- _AIM OF THE TASK_:
Whenever the string "second" turns up in a line below, that line should be copied.

****

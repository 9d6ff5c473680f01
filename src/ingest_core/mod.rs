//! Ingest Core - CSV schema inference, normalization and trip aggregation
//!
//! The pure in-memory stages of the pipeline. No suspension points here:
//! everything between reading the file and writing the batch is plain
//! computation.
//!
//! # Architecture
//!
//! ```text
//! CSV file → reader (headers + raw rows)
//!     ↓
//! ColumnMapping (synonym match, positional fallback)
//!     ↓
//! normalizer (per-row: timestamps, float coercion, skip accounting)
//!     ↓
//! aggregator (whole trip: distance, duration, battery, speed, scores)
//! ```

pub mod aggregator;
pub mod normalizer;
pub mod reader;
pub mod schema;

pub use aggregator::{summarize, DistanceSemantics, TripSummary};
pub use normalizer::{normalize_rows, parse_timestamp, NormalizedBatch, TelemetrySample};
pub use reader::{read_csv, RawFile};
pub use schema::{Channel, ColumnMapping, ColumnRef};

****

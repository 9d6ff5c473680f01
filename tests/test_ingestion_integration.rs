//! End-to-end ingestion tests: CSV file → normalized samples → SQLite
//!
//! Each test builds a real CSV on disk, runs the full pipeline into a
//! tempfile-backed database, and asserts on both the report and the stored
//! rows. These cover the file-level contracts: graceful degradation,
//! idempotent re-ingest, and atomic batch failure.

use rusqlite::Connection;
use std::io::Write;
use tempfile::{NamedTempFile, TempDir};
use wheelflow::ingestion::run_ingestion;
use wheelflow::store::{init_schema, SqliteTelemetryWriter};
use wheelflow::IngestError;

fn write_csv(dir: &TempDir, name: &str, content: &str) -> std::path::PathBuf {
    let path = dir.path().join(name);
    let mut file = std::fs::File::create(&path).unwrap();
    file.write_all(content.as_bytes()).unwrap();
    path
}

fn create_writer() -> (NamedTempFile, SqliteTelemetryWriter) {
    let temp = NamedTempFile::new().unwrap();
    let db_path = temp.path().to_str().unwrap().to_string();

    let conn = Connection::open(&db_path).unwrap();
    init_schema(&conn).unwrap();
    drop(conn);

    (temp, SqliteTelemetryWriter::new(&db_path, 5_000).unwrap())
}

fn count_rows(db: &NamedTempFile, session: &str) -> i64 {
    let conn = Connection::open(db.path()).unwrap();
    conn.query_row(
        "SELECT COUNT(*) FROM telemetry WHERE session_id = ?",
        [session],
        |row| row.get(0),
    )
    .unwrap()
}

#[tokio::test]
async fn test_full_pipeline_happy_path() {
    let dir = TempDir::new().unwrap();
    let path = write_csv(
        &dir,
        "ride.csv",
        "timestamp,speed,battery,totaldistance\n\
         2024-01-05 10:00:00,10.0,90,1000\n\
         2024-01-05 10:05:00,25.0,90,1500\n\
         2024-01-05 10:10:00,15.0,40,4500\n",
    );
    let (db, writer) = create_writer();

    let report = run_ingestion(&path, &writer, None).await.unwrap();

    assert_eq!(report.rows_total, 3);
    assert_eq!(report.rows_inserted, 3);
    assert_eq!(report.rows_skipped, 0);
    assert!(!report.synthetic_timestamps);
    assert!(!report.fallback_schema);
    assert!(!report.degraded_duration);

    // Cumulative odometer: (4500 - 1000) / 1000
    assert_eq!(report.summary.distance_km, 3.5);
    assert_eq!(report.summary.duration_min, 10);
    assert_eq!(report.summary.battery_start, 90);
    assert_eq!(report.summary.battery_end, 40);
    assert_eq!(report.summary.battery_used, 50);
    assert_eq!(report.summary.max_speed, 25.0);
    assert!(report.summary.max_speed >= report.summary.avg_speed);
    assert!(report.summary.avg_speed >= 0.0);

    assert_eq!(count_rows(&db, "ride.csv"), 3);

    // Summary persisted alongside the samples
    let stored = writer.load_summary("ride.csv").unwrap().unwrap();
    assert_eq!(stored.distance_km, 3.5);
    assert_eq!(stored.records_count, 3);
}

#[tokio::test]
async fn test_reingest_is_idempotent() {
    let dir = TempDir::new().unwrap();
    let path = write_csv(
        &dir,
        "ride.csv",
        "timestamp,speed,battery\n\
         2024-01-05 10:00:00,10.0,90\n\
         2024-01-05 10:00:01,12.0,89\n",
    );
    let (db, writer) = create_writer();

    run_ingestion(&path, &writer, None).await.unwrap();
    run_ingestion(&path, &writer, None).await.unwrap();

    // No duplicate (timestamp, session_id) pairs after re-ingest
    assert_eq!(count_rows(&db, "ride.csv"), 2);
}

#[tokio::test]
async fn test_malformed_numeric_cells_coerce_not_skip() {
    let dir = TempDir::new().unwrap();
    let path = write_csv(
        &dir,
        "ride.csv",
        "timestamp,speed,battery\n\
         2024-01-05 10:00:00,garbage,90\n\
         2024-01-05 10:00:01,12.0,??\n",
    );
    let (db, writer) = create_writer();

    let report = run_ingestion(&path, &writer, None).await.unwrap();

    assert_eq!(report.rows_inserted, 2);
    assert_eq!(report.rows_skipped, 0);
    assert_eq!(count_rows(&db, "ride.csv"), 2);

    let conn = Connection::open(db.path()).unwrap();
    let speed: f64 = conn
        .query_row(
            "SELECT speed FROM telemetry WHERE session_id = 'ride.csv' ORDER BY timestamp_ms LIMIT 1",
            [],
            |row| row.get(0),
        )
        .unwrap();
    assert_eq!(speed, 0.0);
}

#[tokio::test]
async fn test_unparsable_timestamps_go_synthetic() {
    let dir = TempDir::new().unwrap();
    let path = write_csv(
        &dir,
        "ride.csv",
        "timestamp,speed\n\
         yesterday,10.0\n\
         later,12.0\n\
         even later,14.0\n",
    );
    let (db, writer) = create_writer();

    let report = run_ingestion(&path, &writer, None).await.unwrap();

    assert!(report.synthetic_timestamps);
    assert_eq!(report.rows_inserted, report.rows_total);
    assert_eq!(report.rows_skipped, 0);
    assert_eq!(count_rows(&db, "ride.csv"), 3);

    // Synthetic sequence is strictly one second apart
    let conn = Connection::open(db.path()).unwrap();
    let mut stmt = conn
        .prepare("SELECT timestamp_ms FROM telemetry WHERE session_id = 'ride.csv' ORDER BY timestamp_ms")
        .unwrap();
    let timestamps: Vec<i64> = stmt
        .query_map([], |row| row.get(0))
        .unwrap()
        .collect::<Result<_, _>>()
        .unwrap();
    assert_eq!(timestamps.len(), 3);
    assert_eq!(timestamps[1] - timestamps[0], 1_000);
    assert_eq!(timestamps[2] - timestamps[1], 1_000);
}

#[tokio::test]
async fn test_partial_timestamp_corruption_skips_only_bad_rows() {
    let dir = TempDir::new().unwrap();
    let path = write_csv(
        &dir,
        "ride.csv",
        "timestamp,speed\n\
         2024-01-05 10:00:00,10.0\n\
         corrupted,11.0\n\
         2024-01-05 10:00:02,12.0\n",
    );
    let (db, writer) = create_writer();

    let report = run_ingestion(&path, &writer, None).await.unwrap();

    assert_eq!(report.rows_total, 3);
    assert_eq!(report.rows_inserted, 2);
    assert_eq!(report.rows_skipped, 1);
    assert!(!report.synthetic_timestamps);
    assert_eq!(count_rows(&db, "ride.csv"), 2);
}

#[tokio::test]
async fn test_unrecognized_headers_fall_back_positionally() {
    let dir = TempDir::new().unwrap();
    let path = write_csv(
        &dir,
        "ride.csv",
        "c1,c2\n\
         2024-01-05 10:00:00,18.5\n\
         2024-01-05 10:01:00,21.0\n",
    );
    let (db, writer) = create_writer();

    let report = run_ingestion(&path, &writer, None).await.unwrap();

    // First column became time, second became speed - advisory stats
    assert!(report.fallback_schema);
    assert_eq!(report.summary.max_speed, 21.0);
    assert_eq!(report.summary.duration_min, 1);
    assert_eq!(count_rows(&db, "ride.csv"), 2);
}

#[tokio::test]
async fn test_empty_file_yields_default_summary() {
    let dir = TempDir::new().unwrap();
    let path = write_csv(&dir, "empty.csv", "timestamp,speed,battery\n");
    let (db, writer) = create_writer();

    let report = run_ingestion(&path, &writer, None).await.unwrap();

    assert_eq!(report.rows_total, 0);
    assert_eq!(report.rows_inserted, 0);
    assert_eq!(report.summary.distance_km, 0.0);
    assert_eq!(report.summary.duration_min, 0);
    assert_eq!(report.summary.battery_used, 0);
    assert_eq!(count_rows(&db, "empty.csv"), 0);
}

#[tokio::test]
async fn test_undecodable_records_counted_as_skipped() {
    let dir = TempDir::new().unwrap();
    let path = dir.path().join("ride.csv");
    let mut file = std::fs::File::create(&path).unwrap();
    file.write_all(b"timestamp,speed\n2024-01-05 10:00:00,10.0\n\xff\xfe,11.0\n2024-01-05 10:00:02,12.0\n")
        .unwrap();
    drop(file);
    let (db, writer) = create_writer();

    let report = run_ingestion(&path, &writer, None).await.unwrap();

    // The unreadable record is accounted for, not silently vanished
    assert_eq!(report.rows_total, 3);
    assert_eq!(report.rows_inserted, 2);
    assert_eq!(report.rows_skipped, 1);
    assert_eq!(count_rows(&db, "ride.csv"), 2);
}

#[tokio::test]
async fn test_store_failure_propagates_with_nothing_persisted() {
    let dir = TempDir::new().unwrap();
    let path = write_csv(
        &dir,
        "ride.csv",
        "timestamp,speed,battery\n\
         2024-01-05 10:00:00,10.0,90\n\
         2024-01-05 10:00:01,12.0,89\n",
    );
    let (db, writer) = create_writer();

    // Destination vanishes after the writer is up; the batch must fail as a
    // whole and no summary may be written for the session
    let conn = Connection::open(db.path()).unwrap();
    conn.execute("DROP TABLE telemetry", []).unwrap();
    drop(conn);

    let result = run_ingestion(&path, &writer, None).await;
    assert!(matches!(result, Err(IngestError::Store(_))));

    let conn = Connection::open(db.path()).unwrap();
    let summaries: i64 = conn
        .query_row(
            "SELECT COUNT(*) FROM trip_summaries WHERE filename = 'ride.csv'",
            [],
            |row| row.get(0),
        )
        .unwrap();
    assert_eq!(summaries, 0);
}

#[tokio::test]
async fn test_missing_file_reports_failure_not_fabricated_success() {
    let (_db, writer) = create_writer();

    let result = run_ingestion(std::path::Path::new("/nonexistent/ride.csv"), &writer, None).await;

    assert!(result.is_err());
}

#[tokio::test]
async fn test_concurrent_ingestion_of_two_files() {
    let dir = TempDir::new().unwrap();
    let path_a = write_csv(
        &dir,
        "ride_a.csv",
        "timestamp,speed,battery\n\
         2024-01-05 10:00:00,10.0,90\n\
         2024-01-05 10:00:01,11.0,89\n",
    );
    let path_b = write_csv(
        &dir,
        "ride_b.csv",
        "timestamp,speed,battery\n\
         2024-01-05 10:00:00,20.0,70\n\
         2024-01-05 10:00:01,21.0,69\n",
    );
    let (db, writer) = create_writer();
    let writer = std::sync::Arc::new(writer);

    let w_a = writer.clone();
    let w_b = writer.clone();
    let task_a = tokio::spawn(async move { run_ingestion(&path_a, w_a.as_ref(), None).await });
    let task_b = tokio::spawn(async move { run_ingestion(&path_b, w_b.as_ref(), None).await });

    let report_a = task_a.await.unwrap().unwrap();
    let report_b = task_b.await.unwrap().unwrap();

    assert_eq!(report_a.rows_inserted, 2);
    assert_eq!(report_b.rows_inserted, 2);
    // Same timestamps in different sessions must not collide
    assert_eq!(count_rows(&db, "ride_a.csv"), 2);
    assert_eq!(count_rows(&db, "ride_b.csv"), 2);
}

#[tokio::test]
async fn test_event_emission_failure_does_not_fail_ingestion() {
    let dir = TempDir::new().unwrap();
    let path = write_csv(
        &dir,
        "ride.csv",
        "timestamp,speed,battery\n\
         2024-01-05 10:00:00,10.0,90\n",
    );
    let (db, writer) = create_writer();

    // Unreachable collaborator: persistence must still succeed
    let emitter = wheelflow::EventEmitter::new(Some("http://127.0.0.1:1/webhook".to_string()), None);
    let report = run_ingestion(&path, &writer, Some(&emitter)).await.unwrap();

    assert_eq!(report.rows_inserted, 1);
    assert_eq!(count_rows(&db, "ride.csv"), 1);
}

****

- _RESPONSE_:
    // Synthetic sequence is strictly one second apart
    // First column became time, second became speed - advisory stats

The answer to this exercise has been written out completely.